Economic History, Capitalism, and Political Economy
HIST 18101 Democracy in America? (J. Sparrow) This course will explore the unlikely career of democracy in US history. Throughout its past, the United States has been defined by endless and unpredictable struggles to establish and extend self-government of one kind or another—even as those struggles have encountered great resistance and relied on the exclusion or subordination of some portion of society to underwrite expanding freedom and equality for those enjoying the fullest benefits of citizenship. American democracy has also relied on a conceptual separation between state and society that has necessarily broken down in practice, as political institutions produced and sustained economic forms like slavery or the corporation, social arrangements like the family, and cultural values such as freedom—even as private interests worked their reciprocal influence over public institutions. Over the course of the quarter we will explore this contested history of democracy in America through a close reading of classic texts, including Tocqueville's famous study, contextualized by the most current historical scholarship. Small, incremental writing assignments and individual presentations will culminate in a final essay that can emphasize philosophical/theoretical or historical/empirical questions according to students’ interests. Students will also have the option of conducting their own original research to satisfy some portion of the coursework, which may lead to subsequent internship opportunities with relevant faculty.

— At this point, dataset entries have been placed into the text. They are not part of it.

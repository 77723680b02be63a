//! Shared per-chart state.
//!
//! One [`RingContext`] exists per mounted chart. It owns the hover state and animation
//! epoch, and resolves colors and radii for ring renderers, which receive it by reference.
//! Hover writes go through [`RingContext::set_hovered_index`], which notifies every
//! subscriber synchronously before returning.

use std::fmt;

use crate::chart::model::{Palette, RadiusPair, RadiusResolver, RingDatum, RingSeries};

/// Default background-track fill, used when the theme does not provide one.
pub const DEFAULT_TRACK_COLOR: &str = "#27272a";

/// Handle returned by [`RingContext::subscribe`].
#[derive(Clone, Copy, Debug, PartialEq, Eq, Hash)]
pub struct SubscriptionId(u64);

type HoverListener = Box<dyn FnMut(Option<usize>)>;

/// Hover-derived emphasis for one ring.
#[derive(Clone, Copy, Debug, Default, PartialEq, Eq, serde::Serialize)]
pub struct HoverFlags {
    /// The pointer is over this ring.
    pub is_hovered: bool,
    /// Some other ring is hovered.
    pub is_faded: bool,
}

impl HoverFlags {
    /// Flags for ring `index` given the chart-wide hover state.
    pub fn for_ring(hovered: Option<usize>, index: usize) -> Self {
        Self {
            is_hovered: hovered == Some(index),
            is_faded: hovered.is_some_and(|h| h != index),
        }
    }
}

/// Shared state of one chart mount: data, hover, epoch, colors and radii.
pub struct RingContext {
    data: RingSeries,
    hovered: Option<usize>,
    epoch: u64,
    palette: Palette,
    track_color: String,
    radii: Box<dyn RadiusResolver>,
    listeners: Vec<(SubscriptionId, HoverListener)>,
    next_subscription: u64,
}

impl RingContext {
    /// Creates the state for a fresh mount: nothing hovered, epoch 0.
    pub fn new(data: RingSeries, radii: impl RadiusResolver + 'static) -> Self {
        Self {
            data,
            hovered: None,
            epoch: 0,
            palette: Palette::default(),
            track_color: DEFAULT_TRACK_COLOR.to_string(),
            radii: Box::new(radii),
            listeners: Vec::new(),
            next_subscription: 0,
        }
    }

    /// Replaces the fallback palette.
    pub fn with_palette(mut self, palette: Palette) -> Self {
        self.palette = palette;
        self
    }

    /// Replaces the background-track fill.
    pub fn with_track_color(mut self, color: impl Into<String>) -> Self {
        self.track_color = color.into();
        self
    }

    /// The whole series, in nesting order.
    pub fn data(&self) -> &[RingDatum] {
        &self.data
    }

    /// The datum behind ring `index`, or `None` when the ring has nothing to draw.
    pub fn datum(&self, index: usize) -> Option<&RingDatum> {
        self.data.get(index)
    }

    /// Number of data points.
    pub fn len(&self) -> usize {
        self.data.len()
    }

    /// Whether the series is empty.
    pub fn is_empty(&self) -> bool {
        self.data.is_empty()
    }

    /// The datum's own color if it has one, otherwise the palette entry for `index`.
    pub fn color(&self, index: usize) -> &str {
        self.datum(index)
            .and_then(|d| d.color.as_deref())
            .unwrap_or_else(|| self.palette.color(index))
    }

    /// Radii of ring `index`, straight from the resolver.
    pub fn ring_radii(&self, index: usize) -> RadiusPair {
        self.radii.radii(index)
    }

    /// Background-track fill.
    pub fn track_color(&self) -> &str {
        &self.track_color
    }

    /// Currently hovered ring, if any.
    pub fn hovered_index(&self) -> Option<usize> {
        self.hovered
    }

    /// Hover emphasis for ring `index`.
    pub fn hover_flags(&self, index: usize) -> HoverFlags {
        HoverFlags::for_ring(self.hovered, index)
    }

    /// Writes the hover state and notifies subscribers. Returns whether it changed;
    /// subscribers are only called on change.
    pub fn set_hovered_index(&mut self, index: Option<usize>) -> bool {
        if self.hovered == index {
            return false;
        }
        tracing::debug!(from = ?self.hovered, to = ?index, "hover changed");
        self.hovered = index;
        for (_, listener) in &mut self.listeners {
            listener(index);
        }
        true
    }

    /// Registers a hover listener.
    pub fn subscribe(&mut self, listener: impl FnMut(Option<usize>) + 'static) -> SubscriptionId {
        let id = SubscriptionId(self.next_subscription);
        self.next_subscription += 1;
        self.listeners.push((id, Box::new(listener)));
        id
    }

    /// Removes a hover listener. Unknown ids are ignored.
    pub fn unsubscribe(&mut self, id: SubscriptionId) -> bool {
        let before = self.listeners.len();
        self.listeners.retain(|(sid, _)| *sid != id);
        self.listeners.len() != before
    }

    /// Current animation epoch; starts at 0.
    pub fn epoch(&self) -> u64 {
        self.epoch
    }

    /// Asks every ring to replay its entrance from scratch.
    pub fn bump_epoch(&mut self) -> u64 {
        self.epoch += 1;
        tracing::debug!(epoch = self.epoch, "animation epoch bumped");
        self.epoch
    }

    /// Swaps in a new series. New data identity restarts the entrance sequence.
    pub fn replace_data(&mut self, data: RingSeries) -> u64 {
        self.data = data;
        self.bump_epoch()
    }
}

impl fmt::Debug for RingContext {
    fn fmt(&self, f: &mut fmt::Formatter<'_>) -> fmt::Result {
        f.debug_struct("RingContext")
            .field("data", &self.data)
            .field("hovered", &self.hovered)
            .field("epoch", &self.epoch)
            .field("palette", &self.palette)
            .field("track_color", &self.track_color)
            .field("listeners", &self.listeners.len())
            .finish_non_exhaustive()
    }
}

#[cfg(test)]
#[path = "../../tests/unit/chart/context.rs"]
mod tests;
pub(crate) mod arc;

HIST 27300 African American History since 1883 (T. Holt) A lecture course discussing selected topics in the African American experience (economic, political, social) from Reconstruction Era protections of African American civil rights through social and political movements in the twentieth and twenty-first centuries seeking their restoration. Course evaluations via online quizzes and take-home essays.
HIST 49502 Colloquium: Colonialism, Globalization, and Postcolonialism (R. Austen) This course deals with European overseas expansion from the fifteenth through nineteenth centuries, the emergence from this process of new colonial territories inhabited by non-Europeans, and the fate of these territories as "postcolonies" in the late twentieth and early twenty-first century global order. The analytic goal is to integrate politics (the formation of colonial regimes and successor nation-states); economics (the dialectics of global capitalism, European overseas expansion, and varieties of development and underdevelopment), and culture (the construction of European and Third World identities via colonialism). The lectures and assigned readings will privilege "northern" Europe (as opposed to Iberia) but will include France. We will focus upon tropical Africa, the British and French Caribbean, and South Asia, but students are welcome to challenge or extend this definition of the topic. I will normally lecture on Wednesdays, and we will normally discuss the readings on Fridays. Assignments: Two short (3–5 pp) critical papers on specialized readings and one longer final essay (10–12 pp) discussing an approved, self-selected topic. The analysis of these readings must take into account the relevant general material in the course. Students may select a take-home final exam based on the required readings as an alternative to the longer paper.
HIST 49700 Colloquium: The Informal—Economics, Politics, and Social Ties in the City (D. Jenkins) This course engages the paradox of the informal, the range of political practices, social ties, and economic modalities seemingly in but not of "formal" institutions, norms, and sectors. It begins with engaging the foundational debates on the informal, debates that challenge the neat separation between the formal and informal and which sharpen the conceptual differences between the informal, the illicit, and the underground. Readings consist of some theory, a handful of primary sources, and mostly secondary readings on cities that cut across different political economic contexts and chronological and geographical boundaries. Themes include urban space, race, gender, borders, policing and regulation. Along the way we will consider the problem of the archive (its silences and elisions) as well as the normative judgments that frame historical interpretations of the informal.